Where the weakness lies is in these critics' approach. Tackling political bias requires first a clear diagnosis. Rather than surreptitious briefings, it is way past time they produced an audit of civil society to back up their case. Evidence should come before action, and getting a measure of the problem – past and present – would help win an argument that is far better conducted in public debate than through intrusive and cumbersome legislation against charities. The government is right that we should know who is trying to influence our politics. And he is right that transparency is essential. The BBC, for example, could say more about the background of those who turn up on Today to criticise the government – or the opposition for that matter. Those hidden axes should be put on the table, along with the whetstone.
But let's be clear about the evidence. This Bill is opposed by everyone from Greenpeace to the Taxpayers' Alliance. The opposition to it does nothing to prove the fact that dissent against the government view constitutes coordinated, partisan campaigning. MPs of all parties, like David Davis, who recognise the difference between democratic dialogue and partisan agitation, will stand up for free speech and a new Bill that increases public trust in politics.
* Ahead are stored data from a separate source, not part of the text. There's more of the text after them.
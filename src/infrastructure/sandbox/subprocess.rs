//! Subprocess sandbox.
//!
//! Writes files and runs commands through an isolated child process in
//! a per-run workspace directory. The workspace of a run belongs to the
//! worker claiming it; nothing here coordinates across workers.

use std::path::{Path, PathBuf};
use std::process::Stdio;

use async_trait::async_trait;
use tokio::io::AsyncWriteExt;
use tokio::process::Command;
use tracing::debug;
use uuid::Uuid;

use crate::domain::models::config::SandboxConfig;
use crate::domain::ports::sandbox::{CommandOutcome, FileChange, Sandbox, SandboxError};

pub struct SubprocessSandbox {
    config: SandboxConfig,
}

impl SubprocessSandbox {
    pub fn new(config: SandboxConfig) -> Self {
        Self { config }
    }

    fn workspace(&self, run_id: Uuid) -> PathBuf {
        Path::new(&self.config.workspace_root).join(run_id.to_string())
    }

    fn ensure_enabled(&self) -> Result<(), SandboxError> {
        if self.config.enabled {
            Ok(())
        } else {
            Err(SandboxError::Disabled)
        }
    }

    /// Reject paths that would escape the workspace.
    fn resolve(&self, workspace: &Path, rel: &str) -> Result<PathBuf, SandboxError> {
        let rel_path = Path::new(rel);
        if rel_path.is_absolute()
            || rel_path
                .components()
                .any(|c| matches!(c, std::path::Component::ParentDir))
        {
            return Err(SandboxError::WriteFailed(format!(
                "path escapes the workspace: {rel}"
            )));
        }
        Ok(workspace.join(rel_path))
    }
}

#[async_trait]
impl Sandbox for SubprocessSandbox {
    async fn write_files(&self, run_id: Uuid, files: &[FileChange]) -> Result<(), SandboxError> {
        self.ensure_enabled()?;
        let workspace = self.workspace(run_id);
        tokio::fs::create_dir_all(&workspace)
            .await
            .map_err(|e| SandboxError::WriteFailed(e.to_string()))?;

        for file in files {
            let target = self.resolve(&workspace, &file.path)?;
            if let Some(parent) = target.parent() {
                tokio::fs::create_dir_all(parent)
                    .await
                    .map_err(|e| SandboxError::WriteFailed(e.to_string()))?;
            }

            // The write goes through a child process rather than this
            // process's own file handles, so an execution-provider swap
            // (container, microVM) keeps the same shape.
            let mut child = Command::new("sh")
                .arg("-c")
                .arg(format!("cat > '{}'", shell_escape(&target)))
                .stdin(Stdio::piped())
                .stdout(Stdio::null())
                .stderr(Stdio::piped())
                .spawn()
                .map_err(|e| SandboxError::WriteFailed(e.to_string()))?;

            if let Some(mut stdin) = child.stdin.take() {
                stdin
                    .write_all(file.contents.as_bytes())
                    .await
                    .map_err(|e| SandboxError::WriteFailed(e.to_string()))?;
            }

            let status = child
                .wait()
                .await
                .map_err(|e| SandboxError::WriteFailed(e.to_string()))?;
            if !status.success() {
                return Err(SandboxError::WriteFailed(format!(
                    "writer subprocess exited with {status} for {}",
                    file.path
                )));
            }
            debug!(run_id = %run_id, path = %file.path, "file written");
        }

        Ok(())
    }

    async fn run_command(
        &self,
        run_id: Uuid,
        program: &str,
        args: &[String],
    ) -> Result<CommandOutcome, SandboxError> {
        self.ensure_enabled()?;
        let workspace = self.workspace(run_id);
        tokio::fs::create_dir_all(&workspace)
            .await
            .map_err(|e| SandboxError::CommandFailed(e.to_string()))?;

        let output = Command::new(program)
            .args(args)
            .current_dir(&workspace)
            .stdin(Stdio::null())
            .output()
            .await
            .map_err(|e| SandboxError::CommandFailed(e.to_string()))?;

        Ok(CommandOutcome {
            exit_code: output.status.code().unwrap_or(-1),
            stdout: String::from_utf8_lossy(&output.stdout).into_owned(),
            stderr: String::from_utf8_lossy(&output.stderr).into_owned(),
        })
    }
}

fn shell_escape(path: &Path) -> String {
    path.to_string_lossy().replace('\'', r"'\''")
}
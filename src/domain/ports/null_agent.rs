//! Null agent invoker.
//!
//! Wired when no agent backend is configured. Every invocation fails
//! with a clear message instead of silently producing empty work.

use async_trait::async_trait;

use super::agent::{AgentError, AgentInvoker, AgentRequest, AgentResponse};

#[derive(Default)]
pub struct NullAgentInvoker;

impl NullAgentInvoker {
    pub fn new() -> Self {
        Self
    }
}

#[async_trait]
impl AgentInvoker for NullAgentInvoker {
    async fn invoke(&self, request: AgentRequest) -> Result<AgentResponse, AgentError> {
        Err(AgentError::InvocationFailed {
            phase: request.phase,
            message: "no agent backend configured".to_string(),
        })
    }
}
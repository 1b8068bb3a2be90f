use async_trait::async_trait;

use crate::domain::error::StoreError;
use crate::domain::models::approval::SigningKeyRecord;

/// Process-wide registry of approval signing keys.
///
/// Writes (register/revoke) are rare and serialized by the store.
#[async_trait]
pub trait SigningKeyStore: Send + Sync {
    async fn register(&self, record: &SigningKeyRecord) -> Result<(), StoreError>;

    async fn get(&self, key_id: &str) -> Result<Option<SigningKeyRecord>, StoreError>;

    async fn revoke(&self, key_id: &str) -> Result<(), StoreError>;

    async fn list(&self, tenant_id: &str) -> Result<Vec<SigningKeyRecord>, StoreError>;
}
So lastly, we should not forget what the public wanted from this Bill before it appeared. The problem it is meant to fix is opaque corporate lobbying, not charities which are constantly working to be the most transparent contributors to political debate.
Paul Flynn MP highlighted the Bill's conspicuous lack of substantive controls on corporate lobbying. He said part two of the Bill is part of a "Machiavellian game" to distract "from the main problem with the Bill", its lack of substance on legislating against lobbying.
Charities should not be used to distract from the loss of trust caused by other groups.